Since I was a kid, my mom and brother and I would always open the stockings first, and inside there would be a treasure trove of snacks and small toys. When I began doing Christmas for my own family, I did much the same thing: Stocking stuffers, to me, not only have to fit into the stocking, they’re also fairly cheap, with a price tag of about $10 at most per item. So, for example, if I got my wife some fancy jewelry, that would not go into a stocking because that’s a “bigger” gift, despite the fact that it would easily fit inside of a stocking.
Woody, however, cost about $30 at Target, and he didn’t really fit inside the stocking, either. Still, I put my pedantic rules aside and, of course, my wife turned out to be totally right: Woody was an awesome way to start a Disney-loaded week.
Having since canvased my colleagues, I’ve discovered that I’m not the only one with fairly rigid ideas for stocking stuffers. Miles Klee, who recently honored the Christmas icon that is Mr. Hankey, says, “Everyone should get a scratch-off lottery ticket in their stocking. It’s a must.” Aside from that, he adds, “chocolate and gag gifts” belong in stockings. Nick Leftley, who recently graced us with a tribute to the Grinch’s thicc ass, has much the same rules as I do, saying, “‘Relatively inexpensive’ and ‘fits in the stocking’ are the two criteria that must be met.” Alyson Lewis says, “It depends on the price of the other gifts. If earrings are the star gift, they don’t go in the stocking, but if it’s earrings and a nice necklace, the earrings can go in the stocking. Other stocking gifts are small shit — toothbrushes, a Christmas orange, candy, things like that.”
I found a bit more variety among my Facebook friends. Le’a Abbate, a makeup artist, says, “Usually the things in the stockings are from Santa, so it’s small gifts or necessities.” Shoshanna James, a flight attendant, adds, “Our tradition is that it is small and has to fit in the stocking, but tends to be the nicest gift. Like nice jewelry or electronics.”
I get that every family has their own thing, but both of these just seem flat out wrong to me. The nicest gift? What if the nicest gift is a plasma screen TV? Also, “small gifts or necessities” being the sole gifts from Santa also seems crazy to me. If I was a kid and all Santa got me was a toothbrush and some M&Ms, my first thought would have been, “What the fuck does he need the elves for?”
Speaking of elves, I decided to get some expert opinions on the matter, including from a couple of mall Santas and an elf to boot. Santa Russ, a mall Santa in Arizona, agrees wholeheartedly with me, “In the stockings should be some sweets and other small trinkets. Kind of like extra freebies from Santa, but not the main Santa gift. It’s like the toy in your happy meal.”

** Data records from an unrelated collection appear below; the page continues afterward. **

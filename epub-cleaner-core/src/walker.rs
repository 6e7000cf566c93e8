use std::fs;
use std::io;
use std::path::{Path, PathBuf};

use serde::Serialize;
use tracing::{debug, info, warn};

use crate::contract::CleanError;
use crate::substitute::remove_strings;

/// Extensions (lowercase, without the dot) whose files are treated as text.
pub const TEXT_EXTENSIONS: &[&str] = &["xhtml", "html", "htm", "xml", "css", "txt", "opf", "ncx"];

/// Outcome of walking one extracted tree.
#[derive(Debug, Clone, Default, PartialEq, Eq, Serialize)]
pub struct WalkReport {
    /// Files with a text extension, decodable or not.
    pub text_entries: usize,
    /// Text files whose content changed and were written back.
    pub rewritten: usize,
    /// Text files left untouched because they are not valid UTF-8, relative to the root.
    pub skipped_undecodable: Vec<PathBuf>,
}

/// True when the extension of `path` is in [`TEXT_EXTENSIONS`], ignoring case.
pub fn is_text_entry(path: &Path) -> bool {
    path.extension()
        .and_then(|ext| ext.to_str())
        .map(|ext| {
            let ext = ext.to_ascii_lowercase();
            TEXT_EXTENSIONS.contains(&ext.as_str())
        })
        .unwrap_or(false)
}

/// All regular files under `root`, depth first, each directory's entries in name order.
pub(crate) fn collect_files(root: &Path) -> io::Result<Vec<PathBuf>> {
    fn visit_dir(dir: &Path, results: &mut Vec<PathBuf>) -> io::Result<()> {
        let mut entries = fs::read_dir(dir)?
            .map(|entry| entry.map(|e| e.path()))
            .collect::<io::Result<Vec<_>>>()?;
        entries.sort();
        for path in entries {
            if path.is_dir() {
                visit_dir(&path, results)?;
            } else if path.is_file() {
                results.push(path);
            }
        }
        Ok(())
    }

    let mut files = Vec::new();
    visit_dir(root, &mut files)?;
    Ok(files)
}

/// Remove `strings` from every text file under `root`, in place.
///
/// Files that are not valid UTF-8 are skipped and listed in the report rather
/// than treated as errors. Files with other extensions are never opened.
pub fn clean_tree(root: &Path, strings: &[String]) -> Result<WalkReport, CleanError> {
    let files = collect_files(root)?;
    let total = files.iter().filter(|p| is_text_entry(p)).count();
    let mut report = WalkReport::default();

    for path in files.iter().filter(|p| is_text_entry(p)) {
        report.text_entries += 1;
        let relative = path.strip_prefix(root).unwrap_or(path).to_path_buf();
        debug!(
            file = %relative.display(),
            progress = format!("{}/{}", report.text_entries, total),
            "Processing text entry"
        );

        let bytes = fs::read(path)?;
        let content = match String::from_utf8(bytes) {
            Ok(content) => content,
            Err(e) => {
                warn!(
                    file = %relative.display(),
                    valid_up_to = e.utf8_error().valid_up_to(),
                    "Skipping text entry that is not valid UTF-8"
                );
                report.skipped_undecodable.push(relative);
                continue;
            }
        };

        let cleaned = remove_strings(&content, strings);
        if cleaned != content {
            fs::write(path, cleaned.as_bytes())?;
            report.rewritten += 1;
        }
    }

    info!(
        text_entries = report.text_entries,
        rewritten = report.rewritten,
        skipped = report.skipped_undecodable.len(),
        "Finished cleaning extracted tree"
    );
    Ok(report)
}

Gary Hicks, Arizona’s Littlest Santa, adds, “You would need to think of who the stocking belongs to. For kids, I’d say anything small, like candy, fruit and small toys. For someone older, you could do smaller, nicer things. If a nice pair of jewelry was the only ‘big present’ though, then save that for under the tree.” His daughter, who plays his elf and goes by “Sugarplum” this time of year, says that perfume is also a good stocking stuffer.
All useful advice, but then I figured, elves and Santas aren’t the only ones in the know — lingerie models, surely, would also know a thing or two about what can and can’t go into a stocking? To that end, Fah Sky says that perfume specifically should not go into a stocking, as it weighs the stocking down and changes the shape too much. Instead, she recommends “something sexy, like satin pajamas. That way, it will be small and will have a nice touch when she puts her hand in the stocking.” Aside from that, she says stocking stuffers should range from about $10 to $30.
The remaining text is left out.